→ **Problem description**
Check each line of the entries below for the word "ParleyError", and copy the lines that have it.
-------- Records supplied --------
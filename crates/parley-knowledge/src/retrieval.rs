//! Cosine retrieval and the conversation-facing corpus digest.

use std::cmp::Ordering;
use std::sync::Arc;

use parley_core::{KnowledgeChunk, ParleyError, Result};
use parley_providers::DynLanguageModel;

use crate::store::{KnowledgeStore, StoreSnapshot};

/// Reply used when the corpus is empty.
pub const NO_KNOWLEDGE_DIGEST: &str =
    "No articles have been loaded into the knowledge base yet.";

/// One retrieved chunk with its similarity score.
#[derive(Debug, Clone)]
pub struct SearchResult {
    pub chunk: KnowledgeChunk,
    /// Article title, for prompt attribution.
    pub title: String,
    /// Cosine similarity in [-1.0, 1.0].
    pub score: f64,
}

/// Search over the knowledge store using a shared embedding backend.
pub struct RetrievalEngine {
    store: Arc<KnowledgeStore>,
    embedder: Arc<dyn DynLanguageModel>,
}

impl RetrievalEngine {
    pub fn new(store: Arc<KnowledgeStore>, embedder: Arc<dyn DynLanguageModel>) -> Self {
        Self { store, embedder }
    }

    pub fn store(&self) -> &Arc<KnowledgeStore> {
        &self.store
    }

    /// Find the `top_k` chunks most similar to `query`.
    ///
    /// Runs against one snapshot, so results are consistent even if an
    /// ingest lands mid-search. An empty corpus yields empty results.
    pub async fn search(&self, query: &str, top_k: usize) -> Result<Vec<SearchResult>> {
        let snapshot = self.store.snapshot();
        if snapshot.is_empty() || top_k == 0 {
            return Ok(Vec::new());
        }

        let query_vec = self
            .embedder
            .embed_boxed(query)
            .await
            .map_err(|e| ParleyError::Retrieval(format!("Query embedding failed: {}", e)))?;

        let mut scored: Vec<SearchResult> = snapshot
            .chunks()
            .iter()
            .map(|chunk| {
                let title = snapshot
                    .article(chunk.article_id)
                    .map(|a| a.title.clone())
                    .unwrap_or_default();
                SearchResult {
                    score: cosine_similarity(&query_vec, &chunk.embedding),
                    title,
                    chunk: chunk.clone(),
                }
            })
            .collect();

        // Ties break toward the most recently ingested article, then the
        // earliest chunk within it.
        scored.sort_by(|a, b| {
            b.score
                .partial_cmp(&a.score)
                .unwrap_or(Ordering::Equal)
                .then_with(|| {
                    let ta = snapshot.article(a.chunk.article_id).map(|r| r.ingested_at);
                    let tb = snapshot.article(b.chunk.article_id).map(|r| r.ingested_at);
                    tb.cmp(&ta)
                })
                .then_with(|| a.chunk.position.cmp(&b.chunk.position))
        });
        scored.truncate(top_k);

        tracing::debug!(
            query_chars = query.len(),
            results = scored.len(),
            "Retrieval complete"
        );
        Ok(scored)
    }

    /// Human-readable digest of the corpus for the system prompt.
    ///
    /// Lists title, summary, and topics per article. When the digest
    /// would exceed `budget_chars`, oldest articles are dropped first so
    /// the newest knowledge always survives truncation.
    pub fn digest(&self, budget_chars: usize) -> String {
        digest_of(&self.store.snapshot(), budget_chars)
    }
}

/// Build the digest from an explicit snapshot.
pub fn digest_of(snapshot: &StoreSnapshot, budget_chars: usize) -> String {
    if snapshot.is_empty() {
        return NO_KNOWLEDGE_DIGEST.to_string();
    }

    let header = "You have knowledge of the following articles:\n";
    let mut sections: Vec<String> = Vec::new();
    let mut used = header.chars().count();

    // Walk newest-first so truncation sheds the oldest articles.
    for article in snapshot.articles().iter().rev() {
        let mut section = format!("- \"{}\"", article.title);
        if !article.summary.is_empty() {
            section.push_str(&format!(": {}", article.summary));
        }
        if !article.topics.is_empty() {
            let topics: Vec<&str> = article.topics.iter().map(String::as_str).collect();
            section.push_str(&format!(" [topics: {}]", topics.join(", ")));
        }
        section.push('\n');

        let section_len = section.chars().count();
        if used + section_len > budget_chars && !sections.is_empty() {
            break;
        }
        used += section_len;
        sections.push(section);
    }

    sections.reverse();
    format!("{header}{}", sections.concat())
}

/// Cosine similarity between two vectors, 0.0 on length mismatch or
/// zero magnitude.
pub fn cosine_similarity(a: &[f32], b: &[f32]) -> f64 {
    if a.len() != b.len() {
        return 0.0;
    }

    let dot: f64 = a
        .iter()
        .zip(b.iter())
        .map(|(x, y)| (*x as f64) * (*y as f64))
        .sum();

    let mag_a: f64 = a.iter().map(|x| (*x as f64).powi(2)).sum::<f64>().sqrt();
    let mag_b: f64 = b.iter().map(|x| (*x as f64).powi(2)).sum::<f64>().sqrt();

    if mag_a == 0.0 || mag_b == 0.0 {
        return 0.0;
    }

    dot / (mag_a * mag_b)
}

// ====== Tests ======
--------
→ **Task output**
use parley_core::{KnowledgeChunk, ParleyError, Result};
            .map_err(|e| ParleyError::Retrieval(format!("Query embedding failed: {}", e)))?;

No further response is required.